Video: Theater Company Gathers Cops and Civilians to Break Bread and Barriers

Irondale Theatre allows police officers and civilians to step into each other's shoes through performance and play.
Photo credit: A. Bradley-Smith for BK Reader

Fort Greene's Irondale Theatre is bringing police officers and civilians together to break bread and break down biases during a ten-week improv program that culminates in two public performances on Friday, December 14, and Saturday, December 15.

Each week, the program "To Protect, Serve, and Understand," which is in its sixth round after being launched by Irondale Executive Director Terry Greiss in 2015, welcomes seven officers and seven civilians to eat dinner and to play together. The program uses improv to build communication and empathy between officers and the communities they serve by getting the participants to step into each other's shoes.

Greiss pitched the program to One Police Plaza after seeing the footage of Eric Garner's killing on Staten Island and expected the letter to be trashed. Two days later, One Police Plaza responded asking for a pilot program.
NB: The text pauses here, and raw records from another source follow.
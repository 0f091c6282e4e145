use crate::engine::SyncEngine;
use std::time::Duration;
use tokio::sync::mpsc;
use wardsim_core::ConnectionStatus;

#[derive(Debug)]
enum Command {
    Event(String),
    Status(ConnectionStatus),
    Reset,
    Shutdown,
}

/// Drives a `SyncEngine` on a single tokio task: one inbox for inbound
/// frames and control messages, and an event-driven timer that sleeps
/// exactly until the engine's next deadline (display release, grace
/// timeout or turn release) instead of polling on a fixed interval.
///
/// Because the task is the only mutator, every handler and poll runs
/// atomically with respect to the engine's state.
pub struct SyncService {
    tx: mpsc::UnboundedSender<Command>,
    task: Option<tokio::task::JoinHandle<()>>,
}

impl SyncService {
    pub fn spawn(mut engine: SyncEngine) -> Self {
        let (tx, mut rx) = mpsc::unbounded_channel();

        let task = tokio::spawn(async move {
            loop {
                engine.poll();
                tokio::select! {
                    cmd = rx.recv() => match cmd {
                        Some(Command::Event(raw)) => engine.handle_raw(&raw),
                        Some(Command::Status(status)) => engine.set_status(status),
                        Some(Command::Reset) => engine.reset(),
                        Some(Command::Shutdown) | None => break,
                    },
                    _ = wake_after(engine.next_wake()) => {}
                }
            }
            tracing::debug!("sync service task exiting");
        });

        Self {
            tx,
            task: Some(task),
        }
    }

    /// Hand one raw inbound frame to the engine.
    pub fn feed(&self, raw: impl Into<String>) {
        let _ = self.tx.send(Command::Event(raw.into()));
    }

    pub fn set_status(&self, status: ConnectionStatus) {
        let _ = self.tx.send(Command::Status(status));
    }

    /// Clear all synchronization state for a new session.
    pub fn reset(&self) {
        let _ = self.tx.send(Command::Reset);
    }

    /// Stop the driver task. Safe to call more than once.
    pub async fn shutdown(&mut self) {
        let _ = self.tx.send(Command::Shutdown);
        if let Some(task) = self.task.take() {
            let _ = task.await;
        }
    }
}

async fn wake_after(duration: Option<Duration>) {
    match duration {
        Some(duration) => tokio::time::sleep(duration).await,
        None => std::future::pending().await,
    }
}
use base64::engine::general_purpose::STANDARD as BASE64_STANDARD;
use base64::Engine;
use wardsim_core::AudioError;

/// Decode PCM16LE bytes into f32 samples normalized to [-1.0, 1.0].
/// A trailing odd byte is dropped.
pub fn decode_pcm16le(bytes: &[u8]) -> Vec<f32> {
    bytes
        .chunks_exact(2)
        .map(|pair| i16::from_le_bytes([pair[0], pair[1]]) as f32 / 32768.0)
        .collect()
}

/// Decode a base64-wrapped PCM16LE payload as sent by the backend.
pub fn decode_base64_pcm(data: &str) -> Result<Vec<f32>, AudioError> {
    let bytes = BASE64_STANDARD
        .decode(data)
        .map_err(|e| AudioError::BadPayload(e.to_string()))?;
    Ok(decode_pcm16le(&bytes))
}

#[cfg(test)]
mod tests {
    use super::*;

    #[test]
    fn test_decode_pcm16le_known_values() {
        // 0, max positive, min negative
        let bytes = [0x00, 0x00, 0xFF, 0x7F, 0x00, 0x80];
        let samples = decode_pcm16le(&bytes);
        assert_eq!(samples.len(), 3);
        assert_eq!(samples[0], 0.0);
        assert!((samples[1] - (32767.0 / 32768.0)).abs() < 1e-6);
        assert_eq!(samples[2], -1.0);
    }

    #[test]
    fn test_decode_pcm16le_is_little_endian() {
        // 0x0100 = 256
        let samples = decode_pcm16le(&[0x00, 0x01]);
        assert!((samples[0] - 256.0 / 32768.0).abs() < 1e-6);
    }

    #[test]
    fn test_decode_pcm16le_drops_trailing_byte() {
        let samples = decode_pcm16le(&[0x00, 0x00, 0x42]);
        assert_eq!(samples.len(), 1);
    }

    #[test]
    fn test_decode_pcm16le_empty() {
        assert!(decode_pcm16le(&[]).is_empty());
    }

    #[test]
    fn test_decode_base64_pcm_roundtrip() {
        use base64::Engine;
        let pcm: Vec<u8> = vec![0x00, 0x40, 0x00, 0xC0]; // +0.5, -0.5
        let encoded = BASE64_STANDARD.encode(&pcm);
        let samples = decode_base64_pcm(&encoded).unwrap();
        assert_eq!(samples.len(), 2);
        assert!((samples[0] - 0.5).abs() < 1e-6);
        assert!((samples[1] + 0.5).abs() < 1e-6);
    }

    #[test]
    fn test_decode_base64_pcm_rejects_garbage() {
        assert!(matches!(
            decode_base64_pcm("!!not-base64!!"),
            Err(AudioError::BadPayload(_))
        ));
    }
}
Irondale Theatre, which is a performance think-tank for artists who believe theater can educate as well as entertain, was well equipped to run the program after doing similar work for 35 years with teachers, kids, youth at risk of HIV and incarcerated juveniles.

For Greiss, the work is a real adrenaline high, being able to see the cops and civilians talk about meaty issues, listen to each other, and share stories and experiences through theater, food and games.

"Police officers especially come back to us and say they police in a totally different way now," he says. "It's been really gratifying."